This edition is sponsored by Moody Publishers
weekend reads
This week, our Latin America editor published a harrowing report on the rural Mexican churches facing threats of violence, extortion, kidnappings, and forced displacement by drug cartels. “In some cases, there were no services because there was no quorum,” said one evangelical leader. “Families had to flee because gangs were recruiting all the young people, and there were no people to gather with.”
Pastor Esaú Aguilar divides his time between ministry duties and a job at a tomato packaging company. His church in El Refugio is just a ten-minute drive from a training camp and killing site run by the cartel, called a “Mexican Auschwitz” by one newspaper. Earlier this year, authorities investigating the compound found ashes and bone fragments.
Though young men working for cartel bosses follow behind them, Aguilar and his congregation continue to evangelize in their community, handing out pamphlets. The pastor prays for these men and others who’ve been trapped by the cartels.

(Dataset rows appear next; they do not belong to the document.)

// Copyright (c) 2026 100monkeys.ai
// SPDX-License-Identifier: AGPL-3.0

use async_trait::async_trait;
use serde::{Deserialize, Serialize};
use thiserror::Error;

/// Opaque reference to the bundle (prompts + tools) that handles a node type.
#[derive(Debug, Clone, PartialEq, Eq, Hash, Serialize, Deserialize)]
pub struct BundleHandle {
    pub name: String,
    /// Resolver-specific location (directory, registry key, ...).
    pub location: String,
}

impl BundleHandle {
    pub fn new(name: impl Into<String>, location: impl Into<String>) -> Self {
        Self { name: name.into(), location: location.into() }
    }
}

#[derive(Debug, Error)]
pub enum BundleError {
    #[error("No bundle mapped for node type '{0}'")]
    Unmapped(String),

    #[error("Bundle resolution failed for node type '{node_type}': {reason}")]
    Resolution { node_type: String, reason: String },
}

/// External node-type → bundle mapping.
#[async_trait]
pub trait BundleResolver: Send + Sync {
    async fn resolve(&self, node_type: &str) -> Result<BundleHandle, BundleError>;
}
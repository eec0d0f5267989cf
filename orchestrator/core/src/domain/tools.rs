// Copyright (c) 2026 100monkeys.ai
// SPDX-License-Identifier: AGPL-3.0
//! # Tool Execution Interfaces
//!
//! - [`ToolBackend`]: external sandboxed tool runtime (discovery + execution).
//! - [`SwarmExternals`]: the swarm operations a tool may call back into,
//!   bound to one agent's turn.
//! - [`ToolContext`]: what the backend receives alongside each call.

use async_trait::async_trait;
use serde::{Deserialize, Serialize};
use std::collections::BTreeSet;
use std::str::FromStr;
use std::sync::Arc;
use thiserror::Error;
use uuid::Uuid;

use crate::domain::agent::{AgentId, AgentMetadata};
use crate::domain::bundle::BundleHandle;
use crate::domain::events::{EventId, EventPayload, SwarmId};
use crate::domain::subscription::{SubscriptionId, SubscriptionPattern};
use crate::domain::workspace::Workspace;

#[derive(Debug, Clone, PartialEq, Serialize, Deserialize)]
pub struct ToolSchema {
    pub name: String,
    pub description: String,
    /// JSON Schema of the arguments object.
    pub parameters: serde_json::Value,
}

#[derive(Debug, Clone, PartialEq, Serialize, Deserialize)]
pub struct ToolOutput {
    pub output: String,
    pub is_error: bool,
}

impl ToolOutput {
    pub fn ok(output: impl Into<String>) -> Self {
        Self { output: output.into(), is_error: false }
    }

    pub fn error(output: impl Into<String>) -> Self {
        Self { output: output.into(), is_error: true }
    }
}

#[derive(Debug, Error)]
pub enum ToolError {
    #[error("Unknown tool: {0}")]
    UnknownTool(String),

    #[error("Invalid arguments for {tool}: {reason}")]
    InvalidArguments { tool: String, reason: String },

    #[error("Tool execution failed: {0}")]
    Execution(String),

    #[error("Tool discovery failed for bundle {bundle}: {reason}")]
    Discovery { bundle: String, reason: String },

    #[error(transparent)]
    Externals(#[from] ExternalsError),
}

#[derive(Debug, Error)]
pub enum ExternalsError {
    /// The event log could not persist; the turn executor escalates this.
    #[error("Event log failure: {0}")]
    Storage(String),

    #[error("Invalid subscription pattern: {0}")]
    InvalidPattern(String),

    #[error("Invalid broadcast scope: {0}")]
    InvalidScope(String),

    #[error("Subscription {0} is not owned by this agent")]
    NotOwned(SubscriptionId),

    /// The agent was orphaned while its turn was running.
    #[error("Agent {0} is no longer active")]
    InactiveAgent(AgentId),

    #[error("Registry error: {0}")]
    Registry(String),
}

/// Recipients of a broadcast.
#[derive(Debug, Clone, PartialEq, Eq)]
pub enum BroadcastScope {
    /// Every active agent except the sender (`*`).
    All,
    /// Active agents in the sender's file (`siblings`).
    Siblings,
    /// Active agents whose file matches the glob (`file:<glob>`).
    FileGlob(String),
}

impl FromStr for BroadcastScope {
    type Err = ExternalsError;

    fn from_str(s: &str) -> Result<Self, Self::Err> {
        match s.trim() {
            "*" | "all" => Ok(BroadcastScope::All),
            "siblings" => Ok(BroadcastScope::Siblings),
            other => match other.strip_prefix("file:") {
                Some(glob) if !glob.is_empty() => Ok(BroadcastScope::FileGlob(glob.to_string())),
                _ => Err(ExternalsError::InvalidScope(other.to_string())),
            },
        }
    }
}

/// Swarm operations exposed to tools during one agent's turn. Every event
/// emitted through this interface continues the trigger's causal chain.
#[async_trait]
pub trait SwarmExternals: Send + Sync {
    async fn emit_event(&self, payload: EventPayload) -> Result<EventId, ExternalsError>;

    async fn send_message(
        &self,
        to_agent: AgentId,
        content: String,
        tags: BTreeSet<String>,
    ) -> Result<EventId, ExternalsError>;

    /// Returns the number of recipients.
    async fn broadcast(&self, scope: BroadcastScope, content: String) -> Result<usize, ExternalsError>;

    async fn register_subscription(&self, pattern: SubscriptionPattern) -> Result<SubscriptionId, ExternalsError>;

    async fn unregister_subscription(&self, id: SubscriptionId) -> Result<bool, ExternalsError>;

    async fn query_agents(&self, node_type: Option<String>) -> Result<Vec<AgentMetadata>, ExternalsError>;

    async fn request_human_input(&self, question: String, options: Vec<String>) -> Result<Uuid, ExternalsError>;
}

/// Per-call context handed to the tool backend.
#[derive(Clone)]
pub struct ToolContext {
    pub swarm_id: SwarmId,
    pub agent_id: AgentId,
    pub bundle: BundleHandle,
    pub workspace: Arc<dyn Workspace>,
    pub externals: Arc<dyn SwarmExternals>,
}

#[async_trait]
pub trait ToolBackend: Send + Sync {
    async fn discover_tools(&self, bundle: &BundleHandle) -> Result<Vec<ToolSchema>, ToolError>;

    async fn execute(
        &self,
        tool_name: &str,
        arguments: serde_json::Value,
        context: &ToolContext,
    ) -> Result<ToolOutput, ToolError>;
}
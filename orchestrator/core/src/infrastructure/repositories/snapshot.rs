// Copyright (c) 2026 100monkeys.ai
// SPDX-License-Identifier: AGPL-3.0

//! Whole-file JSON snapshots replaced atomically (write temp, fsync, rename).

use serde::de::DeserializeOwned;
use serde::Serialize;
use std::path::{Path, PathBuf};
use tokio::io::AsyncWriteExt;

use crate::domain::repository::RepositoryError;

pub(crate) async fn read_snapshot<T: DeserializeOwned>(path: &Path) -> Result<Option<T>, RepositoryError> {
    match tokio::fs::read(path).await {
        Ok(bytes) => Ok(Some(serde_json::from_slice(&bytes)?)),
        Err(e) if e.kind() == std::io::ErrorKind::NotFound => Ok(None),
        Err(e) => Err(e.into()),
    }
}

pub(crate) async fn write_snapshot<T: Serialize + ?Sized>(path: &Path, value: &T) -> Result<(), RepositoryError> {
    if let Some(parent) = path.parent() {
        tokio::fs::create_dir_all(parent).await?;
    }
    let bytes = serde_json::to_vec_pretty(value)?;
    let tmp = temp_path(path);

    let mut file = tokio::fs::File::create(&tmp).await?;
    file.write_all(&bytes).await?;
    file.flush().await?;
    file.sync_all().await?;
    drop(file);

    tokio::fs::rename(&tmp, path).await?;
    Ok(())
}

fn temp_path(path: &Path) -> PathBuf {
    let mut name = path.file_name().map(|n| n.to_os_string()).unwrap_or_default();
    name.push(".tmp");
    path.with_file_name(name)
}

“It’s a life of slavery and sin,” he said. “The only thing that can free you from it is the Lord Jesus Christ.”
P.S. Our global coverage this week also included reports on Christian Rohingya refugees in India, crime in Nigeria, and aid distribution in Gaza. And our editor in chief Russell Moore wrote on PEPFAR’s lifesaving impacts across Africa. Christianity, he says, is “at odds with the pagan world in saying that the powerful should care about the vulnerable, that every person ought to matter. If we are right about that—and I think we are—we should speak up for our own legacy.”
This Father’s Day, we’re honoring dads with a gift for everyone. Now through June 15, new subscribers can save $10 on a digital subscription or $20 on a digital + print subscription. Visit OrderCT.com/FathersDay to subscribe and save.
weekend listen
On Being Human, psychologist-theologian Chuck DeGroat speaks with Steve Cuss on the crisis of integrity in church leadership.
“How is character formed in the first place? If there is to be character reformation, what does that look like?” | Listen here.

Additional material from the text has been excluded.